3.3.3 Weasel Process Designer The Process Designer component has been developed in order to facilitate collaborative ideation and design of a production process before it is implemented in an organization. I programmed the graphical user interface (Graphel) by means of HTML, SVG and JavaScript. Thus, it can be integrated easily into any application requiring a process design component. Graphel supports a process designer in modeling a production process with activity flow, information flow and material flow. Graphel has been designed primarily to support the symbol set and semantic of BPMN. In the context of WPE, Graphel is embedded in the content management component of Weasel and therefore allows as well consistent versioning of process models. For a detailed description of the version management of the ProcessDesigner component see a previous publication(Erol, 2017).

Figure 8: Process Model Designer showing a production process model for a wooden bed

Process models designed with the Process Designer component can be subsequently enacted as an activity type in WPE. When enacting a process model several requirements must be fulfilled. First, a process model must have clearly defined output types (f.e. product types). Second, alternative paths in a process model are allowed but are transformed into different activity types with different output types. The basic assumption behind this approach is that a variation in a production process always affects the type of product. In other words, products of the same type are always produced in the same way and if an alternative path has no effect on the process it is merged. For example, if a process model contains alternative paths for the type of finishing a product (f.e. painting, laminating) the different paths will be merged to one as long as the product type is the same (holds the same product id).

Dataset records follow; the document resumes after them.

//! Assemble the fit model from a corrected spectrum and parameter set.

use super::hfs::{HfsInit, HfsModel};
use super::polynomial::Polynomial;
use super::Source;
use crate::domain::{CorrectedSpectrum, HyperfineParams};
use crate::error::HfsError;

/// Name of the single data source.
pub const SOURCE_NAME: &str = "fitdata";

/// Residual weight for an observed count.
///
/// `1/sqrt(v)` for positive counts; zero or negative counts get weight 1.
/// This is only an approximation of Poisson uncertainty at low counts.
pub fn weight(v: f64) -> f64 {
    if v > 0.0 { 1.0 / v.sqrt() } else { 1.0 }
}

/// Build `HFS_fitdata + bkg_fitdata` over the corrected spectrum.
pub fn build_source(
    spectrum: &CorrectedSpectrum,
    params: &HyperfineParams,
) -> Result<Source, HfsError> {
    let init = HfsInit {
        spin: params.spin,
        j: pair(&params.j, "J")?,
        a: pair(&params.a, "A")?,
        b: pair(&params.b, "B")?,
        c: pair(&params.c, "C")?,
        centroid: params.centroid,
        fwhm_gaussian: params.fwhm_gaussian,
        fwhm_lorentzian: params.fwhm_lorentzian,
        scale: params.scale,
    };

    let mut source = Source::new(SOURCE_NAME, spectrum.x.clone(), spectrum.y.clone())?;
    source.add_model(Box::new(HfsModel::new(format!("HFS_{SOURCE_NAME}"), &init)?));
    source.add_model(Box::new(Polynomial::new(
        format!("bkg_{SOURCE_NAME}"),
        &[params.background],
    )));
    Ok(source)
}

fn pair(v: &[f64], name: &str) -> Result<[f64; 2], HfsError> {
    match v {
        [lower, upper] => Ok([*lower, *upper]),
        _ => Err(HfsError::Parameter(format!(
            "{name} needs exactly 2 values (lower, upper level), got {}",
            v.len()
        ))),
    }
}

#[cfg(test)]
mod tests {
    use super::*;
    use crate::params::{DEFAULT_PARAMS, parse_parameters};

    fn spectrum() -> CorrectedSpectrum {
        let x: Vec<f64> = (0..50).map(|i| -2500.0 + 100.0 * i as f64).collect();
        let y = vec![7.0; x.len()];
        CorrectedSpectrum {
            beta: vec![1.4e-3; x.len()],
            x,
            y,
        }
    }

    #[test]
    fn weight_floor() {
        assert!((weight(4.0) - 0.5).abs() < 1e-12);
        assert_eq!(weight(0.0), 1.0);
        assert_eq!(weight(-3.0), 1.0);
    }

    #[test]
    fn builds_named_submodels() {
        let p = parse_parameters(DEFAULT_PARAMS).unwrap();
        let s = build_source(&spectrum(), &p).unwrap();
        assert_eq!(s.name, "fitdata");
        let names: Vec<String> = s.parameters().into_iter().map(|(n, _)| n).collect();
        assert_eq!(names.len(), 11);
        assert_eq!(names[0], "HFS_fitdata:Al");
        assert_eq!(names[6], "HFS_fitdata:centroid");
        assert_eq!(names[10], "bkg_fitdata:p0");
        assert_eq!(s.values()[10], 7.0);
        assert_eq!(s.values()[9], 60.0);
    }

    #[test]
    fn background_dominates_far_from_lines() {
        let p = parse_parameters(DEFAULT_PARAMS).unwrap();
        let s = build_source(&spectrum(), &p).unwrap();
        let far = s.evaluate(&[1e6]);
        assert!((far[0] - 7.0).abs() < 1e-3);
    }

    #[test]
    fn rejects_wrong_level_count() {
        let mut p = parse_parameters(DEFAULT_PARAMS).unwrap();
        p.j = vec![0.5];
        assert!(matches!(build_source(&spectrum(), &p), Err(HfsError::Parameter(_))));
    }
}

In the current implementation of the Process Designer only simple sequences of activities are supported. Events are omitted when transforming a BPMN process model to an activity type.

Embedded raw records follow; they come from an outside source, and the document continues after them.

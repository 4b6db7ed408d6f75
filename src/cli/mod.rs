//! Command-line parsing for the hyperfine fitter.
//!
//! The goal of this module is to keep **argument parsing** and **command dispatch**
//! separate from the physics/fitting code.
//!
//! Physical constants are taken as text and parsed by the core, so a typo
//! surfaces as an input validation error naming the field rather than a clap
//! usage error. Every constant may also come from the environment (or `.env`).

use std::path::PathBuf;

use clap::{Args, Parser, Subcommand};

use crate::domain::{
    ConstantInputs, DEFAULT_APPLIED_VOLTAGE, DEFAULT_ATOMIC_MASS_UNIT, DEFAULT_BEAM_MODE,
    DEFAULT_FREQ_OFFSET, DEFAULT_ION_MASS, FitOptions,
};

pub mod picker;

/// Top-level CLI.
#[derive(Debug, Parser)]
#[command(
    name = "hfs",
    version,
    about = "Doppler-corrected hyperfine-structure fitting for collinear beam spectroscopy"
)]
pub struct Cli {
    #[command(subcommand)]
    pub command: Command,
}

/// CLI subcommands.
#[derive(Debug, Subcommand)]
pub enum Command {
    /// Fit a measurement file, print the report, and optionally plot/export.
    Fit(FitArgs),
    /// Plot a previously exported curve JSON.
    Plot(PlotArgs),
    /// Write a synthetic measurement file from a parameter block.
    Simulate(SimulateArgs),
    /// Launch the interactive TUI.
    ///
    /// This uses the same underlying pipeline as `hfs fit`, but renders results
    /// in a terminal UI using Ratatui.
    Tui(TuiArgs),
}

/// Physical constants and beam geometry (all parsed by the core).
#[derive(Debug, Args, Clone)]
pub struct ConstantArgs {
    /// Laser frequency offset subtracted after the Doppler correction.
    #[arg(long, env = "HFS_FREQ_OFFSET", default_value = DEFAULT_FREQ_OFFSET, allow_hyphen_values = true)]
    pub freq_offset: String,

    /// Atomic mass unit (kg).
    #[arg(long = "mu", env = "HFS_MU", default_value = DEFAULT_ATOMIC_MASS_UNIT, allow_hyphen_values = true)]
    pub atomic_mass_unit: String,

    /// Ion mass number (u).
    #[arg(long = "mion", env = "HFS_MION", default_value = DEFAULT_ION_MASS, allow_hyphen_values = true)]
    pub ion_mass_number: String,

    /// Applied acceleration voltage (kV).
    #[arg(long = "voltage", env = "HFS_VOLTAGE", default_value = DEFAULT_APPLIED_VOLTAGE, allow_hyphen_values = true)]
    pub applied_voltage: String,

    /// Beam geometry: `co` or `anti`.
    #[arg(long = "mode", env = "HFS_MODE", default_value = DEFAULT_BEAM_MODE)]
    pub beam_mode: String,
}

impl ConstantArgs {
    pub fn to_inputs(&self) -> ConstantInputs {
        ConstantInputs {
            freq_offset: self.freq_offset.clone(),
            atomic_mass_unit: self.atomic_mass_unit.clone(),
            ion_mass_number: self.ion_mass_number.clone(),
            applied_voltage: self.applied_voltage.clone(),
            beam_mode: self.beam_mode.clone(),
        }
    }
}

/// Options for fitting a measurement file.
#[derive(Debug, Parser, Clone)]
pub struct FitArgs {
    /// Measurement file. When omitted, pick one interactively.
    #[arg(short = 'f', long = "file", value_name = "FILE")]
    pub file: Option<PathBuf>,

    /// Parameter declaration file (`name = value` lines). Defaults to the built-in block.
    #[arg(long, env = "HFS_PARAMS", value_name = "FILE")]
    pub params: Option<PathBuf>,

    #[command(flatten)]
    pub constants: ConstantArgs,

    /// Disable the terminal plot.
    #[arg(long)]
    pub no_plot: bool,

    /// Plot width (columns).
    #[arg(long, default_value_t = 100)]
    pub width: usize,

    /// Plot height (rows).
    #[arg(long, default_value_t = 25)]
    pub height: usize,

    /// Write an SVG overlay of data and fit.
    #[arg(long, value_name = "PATH")]
    pub svg: Option<PathBuf>,

    /// Export the corrected spectrum to CSV.
    #[arg(long, value_name = "PATH")]
    pub export: Option<PathBuf>,

    /// Export curve (constants + params + fitted grid) to JSON.
    #[arg(long = "export-curve", value_name = "PATH")]
    pub export_curve: Option<PathBuf>,

    /// Maximum Levenberg–Marquardt iterations.
    #[arg(long, default_value_t = FitOptions::default().max_iter)]
    pub max_iter: usize,

    /// Show the N points with the largest weighted residuals.
    #[arg(long, default_value_t = 0)]
    pub residuals: usize,
}

/// Options for plotting a saved curve.
#[derive(Debug, Parser)]
pub struct PlotArgs {
    /// Curve JSON file produced by `hfs fit --export-curve`.
    #[arg(long, value_name = "JSON")]
    pub curve: PathBuf,

    /// Plot width (columns).
    #[arg(long, default_value_t = 100)]
    pub width: usize,

    /// Plot height (rows).
    #[arg(long, default_value_t = 25)]
    pub height: usize,

    /// Also write an SVG overlay.
    #[arg(long, value_name = "PATH")]
    pub svg: Option<PathBuf>,
}

/// Options for generating synthetic data.
#[derive(Debug, Parser)]
pub struct SimulateArgs {
    /// Output measurement file.
    #[arg(short = 'o', long = "output", value_name = "FILE")]
    pub output: PathBuf,

    /// Parameter declaration file used as the truth.
    #[arg(long, env = "HFS_PARAMS", value_name = "FILE")]
    pub params: Option<PathBuf>,

    #[command(flatten)]
    pub constants: ConstantArgs,

    /// Number of scan steps.
    #[arg(long, default_value_t = 200)]
    pub points: usize,

    /// Random seed for Poisson counts.
    #[arg(long, default_value_t = 42)]
    pub seed: u64,

    /// Lowest retardation offset (V). Requires `--scan-max`.
    #[arg(long, requires = "scan_max", allow_hyphen_values = true)]
    pub scan_min: Option<f64>,

    /// Highest retardation offset (V). Requires `--scan-min`.
    #[arg(long, requires = "scan_min", allow_hyphen_values = true)]
    pub scan_max: Option<f64>,

    /// Laser frequency in the file's raw unit.
    #[arg(long)]
    pub raw_frequency: Option<f64>,

    /// Write the exact model instead of Poisson counts.
    #[arg(long)]
    pub no_noise: bool,
}

/// Options for the interactive panel.
#[derive(Debug, Parser, Clone)]
pub struct TuiArgs {
    /// Measurement file to preselect.
    #[arg(short = 'f', long = "file", value_name = "FILE")]
    pub file: Option<PathBuf>,

    /// Parameter declaration file.
    #[arg(long, env = "HFS_PARAMS", value_name = "FILE")]
    pub params: Option<PathBuf>,

    #[command(flatten)]
    pub constants: ConstantArgs,

    /// Maximum Levenberg–Marquardt iterations.
    #[arg(long, default_value_t = FitOptions::default().max_iter)]
    pub max_iter: usize,
}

3.3.4 Weasel Instance Monitor Activity instances created from activity types (process models) are stored in Weasel’s database along with their status and start/stop times. In addition, each activity instance holds a reference to the activity type it is derived from. Depending on the production scenario chosen also instances of input- and output types are created with each activity instance. For example, if products created and materials consumed during production need to be tracked on an instance level throughout the whole production process, respective instances of product and material types are created. Following the approach described in section 2, these instances are the primary reference for all data produced by production equipment on the shop floor. Linking shop floor data to activity instances makes its use for improved production planning and control easier, as the context in which the data has been produced is evident. Monitoring of activity instances -- in the current implementation -- is performed by a simple list of activities and their status. Each activity can also actively be changed with regard to status and time information. In the case of an operational production line a large amount of activity instances and related entries in the database will occur. Monitoring of individual instances will then be quite difficult. For this purpose, an aggregated view on activities and other more sophisticated tools must be implemented on top of the simple list currently provided.